The great thing about our site is it allows you to express your most honest and unadulterated views on all things Singapore. Sometimes this leads to absolutely hilarious reviews. In no particular order, here are 10 of the funniest reviews from our members! Enjoy!
Sour Sally – “Aint that sour!” By pookyrollmadness
“Service staff is definitely bad. no smiles, no thank you, no nothing. basically a robot could have done the job.”
West Coast Park – “Forget East Coast Park, this is the place to be” By minicolee
I don’t encourage vandalism but many have made their mark here with “24 September; I is here” and what-nots, you could be the next.
Billy Bombers – “Probably a big hit in America, not on local shores though” By minicolee
My main course was their Fish and Chips and I was heavily appalled. It tasted like something I could get at a Kopitam. Not to diss our local hawker fare but I paid restaurant prices.
Zouk – “Someone somewhere should be regularly worshiped for creating Phuture Friday’s.” By minicolee
I have never been so depressed stumbling out of a club until Phuture. I sat with my friends on the sidewalk, but whilst they were wondering how to split cabs and etcetera unimportant details, I was contemplating getting a home permit stay there.
I am content spending the rest of my teenage life kissing the ground Phuture stands on.
The little things she needs – “So-so shoes.” By ohshafiqa
The staff on the other hand, was a bit annoying.

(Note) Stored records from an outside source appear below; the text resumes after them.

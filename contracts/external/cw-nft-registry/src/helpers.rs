use crate::ContractError;

/// Ids and denom names may hold any string except the empty one.
pub(crate) fn ensure_not_empty(field: &str, value: &str) -> Result<(), ContractError> {
    if value.is_empty() {
        return Err(ContractError::invalid_request(format!(
            "{field} must not be empty"
        )));
    }
    Ok(())
}

#[cfg(test)]
mod tests {
    use super::*;

    #[test]
    fn test_ensure_not_empty() {
        ensure_not_empty("denom id", "d1").unwrap();
        ensure_not_empty("denom id", "CoolCats").unwrap();
        ensure_not_empty("token id", "has space").unwrap();

        assert_eq!(
            ensure_not_empty("token id", "").unwrap_err(),
            ContractError::InvalidRequest {
                reason: "token id must not be empty".to_string()
            }
        );
    }
}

One of them kept following me around and when I looked at her in a way which says, “thanks I don’t need your help” she still kept following me around which made browsing through their shoes a bit awkward.
Singapore Flyer – “Breathtaking Indeed!” by Alleys scavenger
I beg your pardon? Is there anything to observe up there other than the aerial view of shopping malls and hotels in disorganized colours and structures? Maybe the best sighting is Marina Bay Sands Hotel that towers more than 50 floors. I doubt you can even steal a glimpse of swimming babes or hunks at the Marina Bay Sands Sky Park.

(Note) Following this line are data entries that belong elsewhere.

#[cfg(not(feature = "library"))]
use cosmwasm_std::entry_point;
use cosmwasm_std::{to_json_binary, Binary, Deps, DepsMut, Env, MessageInfo, Response};
use cw2::set_contract_version;

use crate::error::ContractError;
use crate::msg::{ExecuteMsg, InstantiateMsg, MigrateMsg, QueryMsg};
use crate::registry::token::TokenMetadata;
use crate::{execute, queries};

pub(crate) const CONTRACT_NAME: &str = "crates.io:cw-nft-registry";
pub(crate) const CONTRACT_VERSION: &str = env!("CARGO_PKG_VERSION");

#[cfg_attr(not(feature = "library"), entry_point)]
pub fn instantiate(
    deps: DepsMut,
    _env: Env,
    info: MessageInfo,
    _msg: InstantiateMsg,
) -> Result<Response, ContractError> {
    set_contract_version(deps.storage, CONTRACT_NAME, CONTRACT_VERSION)?;
    Ok(Response::new()
        .add_attribute("action", "instantiate")
        .add_attribute("creator", info.sender))
}

#[cfg_attr(not(feature = "library"), entry_point)]
pub fn execute(
    deps: DepsMut,
    _env: Env,
    info: MessageInfo,
    msg: ExecuteMsg,
) -> Result<Response, ContractError> {
    match msg {
        ExecuteMsg::IssueDenom { id, name, schema } => {
            execute::issue_denom(deps, info, id, name, schema)
        }
        ExecuteMsg::MintNft {
            denom_id,
            token_id,
            name,
            uri,
            data,
            owner,
        } => execute::mint_nft(
            deps,
            info,
            denom_id,
            token_id,
            TokenMetadata { name, uri, data },
            owner,
        ),
        ExecuteMsg::EditNft {
            denom_id,
            token_id,
            name,
            uri,
            data,
        } => execute::edit_nft(
            deps,
            info,
            denom_id,
            token_id,
            TokenMetadata { name, uri, data },
        ),
        ExecuteMsg::TransferNft {
            denom_id,
            token_id,
            from,
            to,
        } => execute::transfer_nft(deps, info, denom_id, token_id, from, to),
        ExecuteMsg::Approve {
            denom_id,
            token_id,
            address,
        } => execute::approve(deps, info, denom_id, token_id, address),
        ExecuteMsg::RevokeApproval {
            denom_id,
            token_id,
            address,
        } => execute::revoke_approval(deps, info, denom_id, token_id, address),
        ExecuteMsg::ApproveAll { operator, approved } => {
            execute::approve_all(deps, info, operator, approved)
        }
        ExecuteMsg::BurnNft { denom_id, token_id } => {
            execute::burn_nft(deps, info, denom_id, token_id)
        }
    }
}

#[cfg_attr(not(feature = "library"), entry_point)]
pub fn query(deps: Deps, _env: Env, msg: QueryMsg) -> Result<Binary, ContractError> {
    let res = match msg {
        QueryMsg::Denom { denom_id } => to_json_binary(&queries::query_denom(deps, denom_id)?),
        QueryMsg::DenomByName { name } => {
            to_json_binary(&queries::query_denom_by_name(deps, name)?)
        }
        QueryMsg::Denoms { start_after, limit } => {
            to_json_binary(&queries::query_denoms(deps, start_after, limit)?)
        }
        QueryMsg::Nft { denom_id, token_id } => {
            to_json_binary(&queries::query_nft(deps, denom_id, token_id)?)
        }
        QueryMsg::HasNft { denom_id, token_id } => {
            to_json_binary(&queries::query_has_nft(deps, denom_id, token_id))
        }
        QueryMsg::Supply { denom_id } => to_json_binary(&queries::query_supply(deps, denom_id)?),
        QueryMsg::Owner {
            owner,
            denom_id,
            start_after,
            limit,
        } => to_json_binary(&queries::query_owner(
            deps,
            owner,
            denom_id,
            start_after,
            limit,
        )?),
        QueryMsg::Collection {
            denom_id,
            start_after,
            limit,
        } => to_json_binary(&queries::query_collection(
            deps,
            denom_id,
            start_after,
            limit,
        )?),
        QueryMsg::ApprovedForAll { owner } => {
            to_json_binary(&queries::query_approved_for_all(deps, owner)?)
        }
        QueryMsg::IsApprovedForAll { owner, operator } => {
            to_json_binary(&queries::query_is_approved_for_all(deps, owner, operator)?)
        }
        QueryMsg::Info {} => to_json_binary(&queries::query_info(deps)?),
    }?;
    Ok(res)
}

#[cfg_attr(not(feature = "library"), entry_point)]
pub fn migrate(deps: DepsMut, _env: Env, _msg: MigrateMsg) -> Result<Response, ContractError> {
    // Set contract to version to latest
    set_contract_version(deps.storage, CONTRACT_NAME, CONTRACT_VERSION)?;
    Ok(Response::default())
}
use cosmwasm_schema::write_api;
use cw_nft_registry::msg::{ExecuteMsg, InstantiateMsg, MigrateMsg, QueryMsg};

fn main() {
    write_api! {
        instantiate: InstantiateMsg,
        execute: ExecuteMsg,
        query: QueryMsg,
        migrate: MigrateMsg,
    }
}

$29.50 a ride is really breathtaking for such views.
Mad Jack – “Makes you mad…” by Alleys scavenger
If you are serving food in a “fine dining” style, probably order plates that look sleek and expensive instead of a rough looking ceramic junk – those that a legendary restaurant uses to smash at a wall..
Ok, forget about that.
I wrote a 4 pages essay on their serviette to rant at their soggy mismatched cheese bake rice. The branch I went to was at POMO selegie. And of course, the branch flopped long ago – To my delight. Just stop serving lousy food ok?
Fruit Paradise – “Price of falling in love: $6.80” By Cocochanel_912
I was over the moon because I hate the artificial sweet taste of canned puree. What makes it really special is that there is a layer of sponge cake acting as a bed for the fruits to rest on. With some whipped cream. Ah, I fell in love!
Price of falling in love: $6.80
Hatched – “Disliked the eggs. not to mention the high price.” By Cocochanel_912
Since the place sells mainly eggs, I think it is okay to assume that their forte is in making delicious eggs that I can’t cook in my own kitchen at home. Otherwise, why would I pay $13 for an omelette I can make at home?
There’s something good about Hatched though. I really really like the smoked salmon. I took a piece from my friend’s plate and wow, it was so good. I suggest they change their expertise to smoked salmon. Renaming their shop Fished would be more apt than Hatched.
Jurong Hill Prawn Fishing – “Will not come back here again.” By Cocochanel_912
The worst part was when we only caught 6 prawns the whole night after spending 5 or more hours. It was so frustrating as the string snapped every time we caught a prawn and obviously the prawn will fall back into the pond together with the string. To get a new string costs FIVE DOLLARS. So imagine how bad my heart ached when I hear the string snap. Not only did the prawn escaped. My $5 escaped as well.